The health post is typical of local buildings – it comprises three small rooms constructed with a frame of tree branches, walls of mud, straw and dung, and a roof of aluminium; there are windows but no glass. The outreach team are tasked with turning this into a sterile but welcoming environment in which to conduct consultations, medical procedures and recovery. In less than an hour the team are set up and ready for the first client.

While the first client is having a tubal ligation I cower out of the wind behind several huge stacks of dried animal fodder and corn. An Ethiopian colleague translates for me as I start a conversation with a woman who is huddled outside the health post wrapped in her blanket. She was there to provide moral support to the first client who’d come for a tubal ligation on her recommendation. A year ago she too had come to Marie Stopes on the recommendation of a Government Health Worker. A widow with three children, she decided her child bearing days were over and that a tubal ligation would simplify her life. It was a success story; she’d only felt discomfort for a couple of days, and hadn’t felt healthier or happier since. When I asked if there was anything we could do to improve the service she said only “I did not know about Marie Stopes until someone told me. Most people don’t know. You need to go out and tell more people about it”.

The second client was happy for me to sit in on the procedure so I sat in the corner of the cramped makeshift operating room while the three staff went about their business. Central to the organisation’s approach is a pain management technique which seeks to reduce reliance on pain relieving drugs in short procedures. As someone who is queasy and has a pathetically low pain threshold, this isn’t a concept I warmed too. But I sat there and watched a woman lie in silence as her abdomen was cut open, her fallopian tubes pulled out and tied together, and her abdomen stitched back together, with nothing more than local anaesthetic, distracting conversation, and a comforting and encouraging team. If I hadn’t seen it first hand, I would have struggled to believe it.
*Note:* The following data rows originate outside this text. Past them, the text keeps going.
use std::fmt;
use std::str::FromStr;

use chrono::{DateTime, FixedOffset, NaiveDate, NaiveDateTime, NaiveTime};
use simdutf8::basic::from_utf8;

use crate::error::{Error, Result};
use crate::geometry::Geometry;

/// A decoded column value, or an application value to bind as a parameter.
#[derive(Debug, Clone, PartialEq)]
pub enum Value {
    /// NULL value
    Null,
    /// Boolean (parameters only; BOOL columns decode as `Int8`)
    Bool(bool),
    /// TINYINT
    Int8(i8),
    /// SMALLINT
    Int16(i16),
    /// INT, MEDIUMINT
    Int32(i32),
    /// BIGINT
    Int64(i64),
    /// TINYINT UNSIGNED
    UInt8(u8),
    /// SMALLINT UNSIGNED, YEAR
    UInt16(u16),
    /// INT UNSIGNED, MEDIUMINT UNSIGNED
    UInt32(u32),
    /// BIGINT UNSIGNED
    UInt64(u64),
    /// FLOAT - 4-byte floating point
    Float32(f32),
    /// DOUBLE - 8-byte floating point
    Float64(f64),
    /// DECIMAL, kept as its exact text
    Decimal(Decimal),
    /// DATE
    Date(NaiveDate),
    /// TIME, within a single day
    Time(NaiveTime),
    /// DATETIME
    NaiveDateTime(NaiveDateTime),
    /// TIMESTAMP. Decoded values always carry a zero offset.
    DateTime(DateTime<FixedOffset>),
    /// `0000-00-00`
    ZeroDate,
    /// `0000-00-00 00:00:00`
    ZeroDateTime,
    /// BLOB, STRING, VARCHAR, VAR_STRING, ENUM, SET
    Binary(Vec<u8>),
    /// UTF-8 text (parameters only; string columns decode as `Binary`)
    Text(String),
    /// JSON document
    Json(serde_json::Value),
    /// BIT(M)
    Bit(BitString),
    /// GEOMETRY
    Geometry(Geometry),
}

impl Value {
    pub fn is_null(&self) -> bool {
        matches!(self, Value::Null)
    }
}

// ============================================================================
// Decimal
// ============================================================================

/// Exact decimal number backed by its base-10 text.
///
/// The text is validated on construction but never converted to binary
/// floating point, so no digit is ever lost.
#[derive(Debug, Clone, PartialEq, Eq, Hash)]
pub struct Decimal(String);

impl Decimal {
    pub fn as_str(&self) -> &str {
        &self.0
    }

    pub fn into_string(self) -> String {
        self.0
    }

    /// Parse a decimal from raw protocol bytes
    pub fn from_bytes(bytes: &[u8]) -> Result<Self> {
        let s = from_utf8(bytes).map_err(|_| {
            Error::MalformedDecimalLiteral(String::from_utf8_lossy(bytes).into_owned())
        })?;
        s.parse()
    }
}

impl FromStr for Decimal {
    type Err = Error;

    fn from_str(s: &str) -> Result<Self> {
        if is_decimal_literal(s.as_bytes()) {
            Ok(Decimal(s.to_owned()))
        } else {
            Err(Error::MalformedDecimalLiteral(s.to_owned()))
        }
    }
}

impl fmt::Display for Decimal {
    fn fmt(&self, f: &mut fmt::Formatter<'_>) -> fmt::Result {
        f.write_str(&self.0)
    }
}

/// `[+-]digits[.digits][e[+-]digits]`, with at least one mantissa digit
fn is_decimal_literal(s: &[u8]) -> bool {
    let s = s.strip_prefix(b"-").or_else(|| s.strip_prefix(b"+")).unwrap_or(s);
    let (mantissa, exponent) = match s.iter().position(|b| *b == b'e' || *b == b'E') {
        Some(pos) => (&s[..pos], Some(&s[pos + 1..])),
        None => (s, None),
    };

    let mut digits = 0;
    let mut dots = 0;
    for b in mantissa {
        match b {
            b'0'..=b'9' => digits += 1,
            b'.' => dots += 1,
            _ => return false,
        }
    }
    if digits == 0 || dots > 1 {
        return false;
    }

    match exponent {
        None => true,
        Some(exp) => {
            let exp = exp
                .strip_prefix(b"-")
                .or_else(|| exp.strip_prefix(b"+"))
                .unwrap_or(exp);
            !exp.is_empty() && exp.iter().all(u8::is_ascii_digit)
        }
    }
}

#[cfg(feature = "with-rust-decimal")]
impl TryFrom<&Decimal> for rust_decimal::Decimal {
    type Error = Error;

    fn try_from(value: &Decimal) -> Result<Self> {
        let s = value.as_str();
        let parsed = if s.contains(['e', 'E']) {
            rust_decimal::Decimal::from_scientific(s)
        } else {
            rust_decimal::Decimal::from_str_exact(s)
        };
        parsed.map_err(|e| Error::MalformedDecimalLiteral(format!("{}: {}", s, e)))
    }
}

#[cfg(feature = "with-rust-decimal")]
impl From<rust_decimal::Decimal> for Decimal {
    fn from(value: rust_decimal::Decimal) -> Self {
        Decimal(value.to_string())
    }
}

// ============================================================================
// BitString
// ============================================================================

/// A bit string of exact length.
///
/// Bits are stored MSB-first and left-aligned; unused trailing bits of the
/// last byte are always zero.
#[derive(Debug, Clone, PartialEq, Eq, Hash)]
pub struct BitString {
    bytes: Vec<u8>,
    len: usize,
}

impl BitString {
    pub fn new() -> Self {
        Self {
            bytes: Vec::new(),
            len: 0,
        }
    }

    /// The low `len` bits of `value`, most significant first
    pub fn from_u64(value: u64, len: usize) -> Result<Self> {
        if len > 64 {
            return Err(Error::InvalidParameterValue(format!(
                "bit length {} does not fit in u64",
                len
            )));
        }
        Ok((0..len).rev().map(|i| (value >> i) & 1 == 1).collect())
    }

    /// The first `len` bits of `bytes`, MSB-first
    pub fn from_bytes(bytes: &[u8], len: usize) -> Result<Self> {
        if len > bytes.len() * 8 {
            return Err(Error::InvalidParameterValue(format!(
                "bit length {} exceeds {} bytes",
                len,
                bytes.len()
            )));
        }
        Ok((0..len).map(|i| bit_at(bytes, i)).collect())
    }

    pub fn len(&self) -> usize {
        self.len
    }

    pub fn is_empty(&self) -> bool {
        self.len == 0
    }

    pub fn get(&self, idx: usize) -> Option<bool> {
        (idx < self.len).then(|| bit_at(&self.bytes, idx))
    }

    pub fn push(&mut self, bit: bool) {
        if self.len % 8 == 0 {
            self.bytes.push(0);
        }
        if bit {
            if let Some(last) = self.bytes.last_mut() {
                *last |= 0x80 >> (self.len % 8);
            }
        }
        self.len += 1;
    }

    /// Left-aligned backing bytes
    pub fn as_bytes(&self) -> &[u8] {
        &self.bytes
    }

    pub fn to_u64(&self) -> Option<u64> {
        if self.len > 64 {
            return None;
        }
        Some(
            (0..self.len)
                .fold(0u64, |acc, i| (acc << 1) | u64::from(bit_at(&self.bytes, i))),
        )
    }

    /// Wire form: `pad` zero bits followed by the bits, right-aligned in whole bytes.
    /// `pad + len` must be a multiple of 8.
    pub(crate) fn to_padded(&self, pad: usize) -> Vec<u8> {
        let total = pad + self.len;
        let mut out = vec![0u8; total.div_ceil(8)];
        for i in 0..self.len {
            if bit_at(&self.bytes, i) {
                let pos = pad + i;
                out[pos / 8] |= 0x80 >> (pos % 8);
            }
        }
        out
    }

    /// Inverse of [`BitString::to_padded`]. The pad bits must be zero.
    pub(crate) fn from_padded(payload: &[u8], pad: usize) -> Option<Self> {
        let total = payload.len() * 8;
        if pad > total || (0..pad).any(|i| bit_at(payload, i)) {
            return None;
        }
        Some((pad..total).map(|i| bit_at(payload, i)).collect())
    }
}

impl Default for BitString {
    fn default() -> Self {
        Self::new()
    }
}

impl FromIterator<bool> for BitString {
    fn from_iter<I: IntoIterator<Item = bool>>(iter: I) -> Self {
        let mut bits = BitString::new();
        for bit in iter {
            bits.push(bit);
        }
        bits
    }
}

impl fmt::Display for BitString {
    fn fmt(&self, f: &mut fmt::Formatter<'_>) -> fmt::Result {
        write!(f, "b'")?;
        for i in 0..self.len {
            f.write_str(if bit_at(&self.bytes, i) { "1" } else { "0" })?;
        }
        write!(f, "'")
    }
}

fn bit_at(bytes: &[u8], idx: usize) -> bool {
    bytes[idx / 8] & (0x80 >> (idx % 8)) != 0
}

// ============================================================================
// Conversions into Value
// ============================================================================

macro_rules! impl_from_for_value {
    ($($ty:ty => $variant:ident),+ $(,)?) => {
        $(
            impl From<$ty> for Value {
                fn from(v: $ty) -> Self {
                    Value::$variant(v)
                }
            }
        )+
    };
}

impl_from_for_value!(
    bool => Bool,
    i8 => Int8,
    i16 => Int16,
    i32 => Int32,
    i64 => Int64,
    u8 => UInt8,
    u16 => UInt16,
    u32 => UInt32,
    u64 => UInt64,
    f32 => Float32,
    f64 => Float64,
    Decimal => Decimal,
    NaiveDate => Date,
    NaiveTime => Time,
    NaiveDateTime => NaiveDateTime,
    DateTime<FixedOffset> => DateTime,
    Vec<u8> => Binary,
    String => Text,
    serde_json::Value => Json,
    BitString => Bit,
    Geometry => Geometry,
);

impl From<&str> for Value {
    fn from(v: &str) -> Self {
        Value::Text(v.to_owned())
    }
}

impl From<&[u8]> for Value {
    fn from(v: &[u8]) -> Self {
        Value::Binary(v.to_vec())
    }
}

impl From<DateTime<chrono::Utc>> for Value {
    fn from(v: DateTime<chrono::Utc>) -> Self {
        Value::DateTime(v.fixed_offset())
    }
}

impl<T: Into<Value>> From<Option<T>> for Value {
    fn from(v: Option<T>) -> Self {
        v.map_or(Value::Null, Into::into)
    }
}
Disappointingly that marked the end of the services today. Clearly we really do need to go out and tell more people about the services. We packed up the vehicles, agreed we’d conduct a debriefing back at the clinic out of the cold, and headed back. We arrived ahead of the outreach team and waited. We were reassured they were “on their way”, “nearly here”, “not far”. An hour later they arrived. They’d stopped for lunch. I think the Ethiopian language must have a lot of ambiguity within it if a group of Ethiopians can’t reach a shared understanding of what’s been agreed. There’s also an intriguing habit of randomly inhaling sharply at the end of sentences, almost in a Gordon Brown style.

We lunch at 4pm, return to the clinic to look at the records and stock for a couple of hours, and then head off for what I’m told will be a “cultural experience”. We wander through a non-descript entrance into a dark bar strewn with cow hides and the skins of more exotic animals. In the corner of the bar are a musical trio – two typically beautiful Ethiopian girls and a half drunk young man. They take turns to sing, play a guitar like instrument, and drum. The girls excel at singing traditional songs with sporadic high pitch whooping noises, dancing with their shoulders and necks in a style oddly enough akin to the 1980s hit ‘Dancing like an Egyptian’ and Shakira. They have the men entranced and they respond by tucking notes into their tops. The half-drunk young man excels in working his way around the bar, spontaneously making up amusing lyrics about each individual. He has everyone in hysterics and they respond by tucking notes into his top too, if only to encourage him to move onto the next victim. It’s a great and unexpected end to a long day.

Over breakfast the following morning, as we complemented the waitress on smiling through our numerous requests for bespoke breakfasts, I learn that there’s a world record for laughing and it’s held by an Ethiopian.